Os médicos devem nortear suas decisões à luz da ciência, sem se deixar influenciar por viés político, diz a presidente da Sociedade Baiana de Infectologia (SBI), Miralba Freire, ao afirmar nesta quarta-feira (20) que a entidade não recomendará a prescrição de cloroquina e hidroxicloroquina para todos os pacientes diagnosticados com o novo coronavírus.
Na terça (19), o Ministério da Saúde divulgou um protocolo em que amplia a possibilidade de uso dos dois medicamentos também para pacientes com casos leves de Covid-19. A nova diretriz, destinada a hospitais da rede pública, sugere a combinação de cloroquina ou hidroxicloroquina com azitromicina.
“A nossa posição é de não recomendar o uso desses medicamentos para todo mundo, obviamente, por serem tratamentos que estão em estudo.
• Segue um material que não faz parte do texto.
//! Prometheus metrics for the work consumer.

use metrics::{counter, gauge, histogram};
use metrics_exporter_prometheus::{BuildError, PrometheusBuilder, PrometheusHandle};
use std::time::Duration;

/// Metrics of one service's work consumer.
#[derive(Clone)]
pub struct WorkMetrics {
    service: String,
    stream: String,
}

impl WorkMetrics {
    pub fn new(service: &str, stream: &str) -> Self {
        Self {
            service: service.to_string(),
            stream: stream.to_string(),
        }
    }

    /// Record a message pulled from the stream.
    pub fn message_received(&self) {
        counter!(
            "work_consumer_messages_received_total",
            "service" => self.service.clone(),
            "stream" => self.stream.clone()
        )
        .increment(1);
    }

    /// Record a successfully processed message.
    pub fn message_processed(&self, duration: Duration) {
        counter!(
            "work_consumer_messages_processed_total",
            "service" => self.service.clone(),
            "stream" => self.stream.clone()
        )
        .increment(1);

        histogram!(
            "work_consumer_duration_seconds",
            "service" => self.service.clone(),
            "stream" => self.stream.clone()
        )
        .record(duration.as_secs_f64());
    }

    /// Record a failed message.
    pub fn message_failed(&self, category: &str) {
        counter!(
            "work_consumer_messages_failed_total",
            "service" => self.service.clone(),
            "stream" => self.stream.clone(),
            "category" => category.to_string()
        )
        .increment(1);
    }

    pub fn redelivery_requested(&self) {
        counter!(
            "work_consumer_redelivery_requested_total",
            "service" => self.service.clone(),
            "stream" => self.stream.clone()
        )
        .increment(1);
    }

    pub fn dead_lettered(&self, reason: &str) {
        counter!(
            "work_consumer_dead_lettered_total",
            "service" => self.service.clone(),
            "stream" => self.stream.clone(),
            "reason" => reason.to_string()
        )
        .increment(1);
    }

    /// Update the consumer's pending gauge.
    pub fn pending(&self, pending: u64) {
        gauge!(
            "work_consumer_pending",
            "service" => self.service.clone(),
            "stream" => self.stream.clone()
        )
        .set(pending as f64);
    }
}

/// Install the Prometheus recorder. Call once per process.
pub fn init_metrics() -> Result<PrometheusHandle, BuildError> {
    PrometheusBuilder::new().install_recorder()
}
Como são de drogas conhecidas, licenciadas, os médicos têm a possibilidade de prescrevê-las. Mas isso só é feito dentro de protocolos, avaliações de risco e se houver consentimento do paciente ou responsável. É preciso muita calma nessa hora”, declarou Freire.
Ela diz que, na prática, o protocolo do governo federal não mudará os critérios adotados pelos profissionais de saúde para a administração dos medicamentos, uma vez que ambos não têm eficácia comprovada no tratamento do coronavírus.
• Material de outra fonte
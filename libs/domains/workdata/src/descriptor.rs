use crate::error::{DescriptorError, WiringError};
use crate::models::WorkDataKind;
use crate::system::SystemMessage;
use serde::{Deserialize, Serialize};
use serde_json::Value;
use std::path::Path;
use std::str::FromStr;
use strum::{Display, EnumString};

/// Who may start a microservice's work.
#[derive(Debug, Clone, Copy, PartialEq, Eq, Hash, Serialize, Deserialize, Display, EnumString)]
#[serde(rename_all = "SCREAMING_SNAKE_CASE")]
#[strum(serialize_all = "SCREAMING_SNAKE_CASE")]
pub enum UsageType {
    /// Only other services enqueue work.
    RunnableByService,
    /// Users trigger work from the frontend.
    RunnableByUser,
    RunnableByAnyone,
}

/// Identity of a microservice, answered to `hello`.
#[derive(Debug, Clone, PartialEq, Eq, Serialize, Deserialize)]
#[serde(rename_all = "camelCase")]
pub struct MicroserviceDescriptor {
    pub name: String,
    pub description: String,
    pub version: String,
    /// Comma or whitespace separated work data tags this service consumes.
    pub acceptable_work_data: String,
    pub usage_type: UsageType,
}

impl MicroserviceDescriptor {
    pub fn new(
        name: impl Into<String>,
        description: impl Into<String>,
        version: impl Into<String>,
        acceptable_work_data: impl Into<String>,
        usage_type: UsageType,
    ) -> Self {
        Self {
            name: name.into(),
            description: description.into(),
            version: version.into(),
            acceptable_work_data: acceptable_work_data.into(),
            usage_type,
        }
    }

    /// Parse a descriptor document.
    ///
    /// The `type` field may be omitted; when present it must be `descriptor`.
    pub fn from_json(bytes: &[u8]) -> Result<Self, DescriptorError> {
        let value: Value = serde_json::from_slice(bytes)?;
        if let Some(kind) = value.get("type") {
            if kind.as_str() != Some("descriptor") {
                let found = kind
                    .as_str()
                    .map(str::to_string)
                    .unwrap_or_else(|| kind.to_string());
                return Err(DescriptorError::WrongType(found));
            }
        }

        let descriptor: Self = serde_json::from_value(value)?;
        descriptor.validate()?;
        Ok(descriptor)
    }

    /// Read and parse a descriptor file.
    pub fn load(path: impl AsRef<Path>) -> Result<Self, DescriptorError> {
        let path = path.as_ref();
        let bytes = std::fs::read(path).map_err(|source| DescriptorError::Io {
            path: path.to_path_buf(),
            source,
        })?;
        Self::from_json(&bytes)
    }

    /// Serialize with the `type: "descriptor"` discriminator.
    pub fn to_json(&self) -> Result<Vec<u8>, serde_json::Error> {
        serde_json::to_vec(&SystemMessage::Descriptor(self.clone()))
    }

    /// Replace the bundled version with a deployment-time value.
    pub fn with_version(mut self, version: impl Into<String>) -> Self {
        self.version = version.into();
        self
    }

    /// Per-service control subject, `<name>.system`.
    pub fn control_subject(&self) -> String {
        format!("{}.system", self.name)
    }

    /// Work data kinds listed in `acceptableWorkData`.
    pub fn acceptable_kinds(&self) -> Result<Vec<WorkDataKind>, WiringError> {
        self.acceptable_work_data
            .split(|c: char| c == ',' || c.is_whitespace())
            .filter(|tag| !tag.is_empty())
            .map(|tag| {
                WorkDataKind::from_str(tag).map_err(|_| WiringError::UnknownWorkData(tag.to_string()))
            })
            .collect()
    }

    fn validate(&self) -> Result<(), DescriptorError> {
        if self.name.trim().is_empty() {
            return Err(DescriptorError::EmptyField("name"));
        }
        if self.version.trim().is_empty() {
            return Err(DescriptorError::EmptyField("version"));
        }
        Ok(())
    }
}

#[cfg(test)]
mod tests {
    use super::*;

    const DESCRIPTOR_JSON: &str = r#"{"type":"descriptor","name":"name","description":"description","version":"version","acceptableWorkData":"someWorkData","usageType":"RUNNABLE_BY_SERVICE"}"#;

    #[test]
    fn test_serializes_to_fleet_format() {
        let descriptor = MicroserviceDescriptor::new(
            "name",
            "description",
            "version",
            "someWorkData",
            UsageType::RunnableByService,
        );
        let json = String::from_utf8(descriptor.to_json().unwrap()).unwrap();
        assert_eq!(json, DESCRIPTOR_JSON);
    }

    #[test]
    fn test_parses_fleet_format() {
        let descriptor = MicroserviceDescriptor::from_json(DESCRIPTOR_JSON.as_bytes()).unwrap();
        assert_eq!(descriptor.name, "name");
        assert_eq!(descriptor.usage_type, UsageType::RunnableByService);
        assert_eq!(descriptor.control_subject(), "name.system");
    }

    #[test]
    fn test_type_field_optional_but_checked() {
        let untyped = r#"{"name":"a","description":"","version":"1","acceptableWorkData":"sample","usageType":"RUNNABLE_BY_USER"}"#;
        assert!(MicroserviceDescriptor::from_json(untyped.as_bytes()).is_ok());

        let status = r#"{"type":"status","name":"a","description":"","version":"1","acceptableWorkData":"sample","usageType":"RUNNABLE_BY_USER"}"#;
        assert!(matches!(
            MicroserviceDescriptor::from_json(status.as_bytes()),
            Err(DescriptorError::WrongType(t)) if t == "status"
        ));
    }

    #[test]
    fn test_rejects_malformed_and_empty() {
        assert!(matches!(
            MicroserviceDescriptor::from_json(b"{\"name\":"),
            Err(DescriptorError::Json(_))
        ));

        let nameless = r#"{"name":" ","description":"","version":"1","acceptableWorkData":"","usageType":"RUNNABLE_BY_SERVICE"}"#;
        assert!(matches!(
            MicroserviceDescriptor::from_json(nameless.as_bytes()),
            Err(DescriptorError::EmptyField("name"))
        ));
    }

    #[test]
    fn test_load_missing_file() {
        let err = MicroserviceDescriptor::load("/definitely/not/here.json").unwrap_err();
        assert!(matches!(err, DescriptorError::Io { .. }));
    }

    #[test]
    fn test_version_override() {
        let descriptor = MicroserviceDescriptor::from_json(DESCRIPTOR_JSON.as_bytes())
            .unwrap()
            .with_version("2.3.4");
        assert_eq!(descriptor.version, "2.3.4");
    }

    #[test]
    fn test_acceptable_kinds() {
        let mut descriptor = MicroserviceDescriptor::new(
            "sample",
            "",
            "1",
            "sample, scannerdata_send",
            UsageType::RunnableByService,
        );
        assert_eq!(
            descriptor.acceptable_kinds().unwrap(),
            vec![WorkDataKind::Sample, WorkDataKind::ScannerSend]
        );

        descriptor.acceptable_work_data = "sample someWorkData".into();
        assert_eq!(
            descriptor.acceptable_kinds().unwrap_err(),
            WiringError::UnknownWorkData("someWorkData".into())
        );
    }
}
O uso das substâncias é defendido pelo presidente Jair Bolsonaro (sem partido) e foi o principal ponto de divergência com o ex-ministro da Saúde Nelson Teich, que deixou o cargo na semana passada. A pasta está sob o comando interino do general Eduardo Pazuello.
Prescrição é recomendada para pesquisa clínica
A decisão da entidade baiana contra a ampliação do uso de cloroquina e hidroxicloroquina e segue uma orientação da Sociedade Brasileira de Infectologia (SBI), que divulgou uma carta aberta na qual faz alertas sobre os riscos de sua utilização.
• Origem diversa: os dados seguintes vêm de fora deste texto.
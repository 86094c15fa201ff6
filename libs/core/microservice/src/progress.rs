//! Progress reporting for long running work units.

use crate::state::WorkerState;
use domain_workdata::{ProgressMessage, SystemMessage, PROGRESS_SUBJECT};
use messaging::{BusError, MessageBus};
use std::sync::Arc;
use tracing::debug;

/// Handle a processor keeps to publish progress on the fleet `progress` subject.
///
/// Reports also update the worker state, so `status` shows the latest one.
#[derive(Clone)]
pub struct ProgressReporter {
    bus: Arc<dyn MessageBus>,
    state: WorkerState,
}

impl ProgressReporter {
    pub fn new(bus: Arc<dyn MessageBus>, state: WorkerState) -> Self {
        Self { bus, state }
    }

    /// Report `percent` (clamped to 0..=100) with free-form details.
    pub async fn report(
        &self,
        task_id: Option<&str>,
        percent: i32,
        details: impl Into<String>,
    ) -> Result<(), BusError> {
        let progress_percent = percent.clamp(0, 100) as u8;
        let details = details.into();
        self.state.set_progress(progress_percent, details.clone()).await;

        let message = SystemMessage::Progress(ProgressMessage {
            name: self.state.name().to_string(),
            task_id: task_id.map(str::to_string),
            progress_percent,
            details,
        });
        let payload = message.to_json().map_err(BusError::publish)?;
        self.bus.publish(PROGRESS_SUBJECT, payload).await?;

        debug!(task_id = ?task_id, progress_percent, "Reported progress");
        Ok(())
    }
}

#[cfg(test)]
mod tests {
    use super::*;
    use messaging::InMemoryBus;
    use serde_json::{json, Value};

    #[tokio::test]
    async fn test_report_publishes_and_updates_state() {
        let bus = InMemoryBus::new();
        let mut progress = bus.subscribe(PROGRESS_SUBJECT).await.unwrap();
        let state = WorkerState::new("spdx");
        let reporter = ProgressReporter::new(Arc::new(bus), state.clone());

        reporter.report(Some("run-1"), 40, "parsing").await.unwrap();

        let message = progress.next().await.unwrap();
        let value: Value = message.parse_payload().unwrap();
        assert_eq!(
            value,
            json!({"type":"progress","name":"spdx","taskId":"run-1","progressPercent":40,"details":"parsing"})
        );

        let snapshot = state.snapshot().await;
        assert_eq!(snapshot.progress_percent, 40);
        assert_eq!(snapshot.details, "parsing");
    }

    #[tokio::test]
    async fn test_percent_is_clamped() {
        let bus = InMemoryBus::new();
        let mut progress = bus.subscribe(PROGRESS_SUBJECT).await.unwrap();
        let reporter = ProgressReporter::new(Arc::new(bus), WorkerState::new("spdx"));

        reporter.report(None, 140, "").await.unwrap();
        reporter.report(None, -3, "").await.unwrap();

        let high: ProgressMessage = progress.next().await.unwrap().parse_payload().unwrap();
        let low: ProgressMessage = progress.next().await.unwrap().parse_payload().unwrap();
        assert_eq!(high.progress_percent, 100);
        assert_eq!(low.progress_percent, 0);
        assert!(high.task_id.is_none());
    }
}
“Os estudos clínicos atuais com cloroquina ou hidroxicloroquina, associada ou não à azitromicina, permitem concluir que tais medicamentos, até o presente momento, não mostraram eficácia no tratamento farmacológico de COVID-19 e não devem ser recomendados de rotina. Por outro lado, alguns estudos mostraram seu potencial malefício, podendo causar alteração cardiológica, verificada no eletrocardiograma (prolongamento do intervalo QT), que está
associada a uma maior chance de arritmias ventriculares, potencialmente fatais”, diz o texto.
“Recomendamos que o uso de cloroquina ou hidroxicloroquina com a finalidade de tratamento da COVID-19 seja feito prioritariamente em pesquisa clínica. Porém, se o médico desejar prescrever as medicações, poderá fazê-lo, sendo recomendado que compartilhe com o paciente a falta da evidência científica de sua eficácia à luz dos conhecimentos atuais e seu potencial risco de dano, principalmente cardíaco, e com a assinatura de um termo de consentimento”, enfatiza o documento.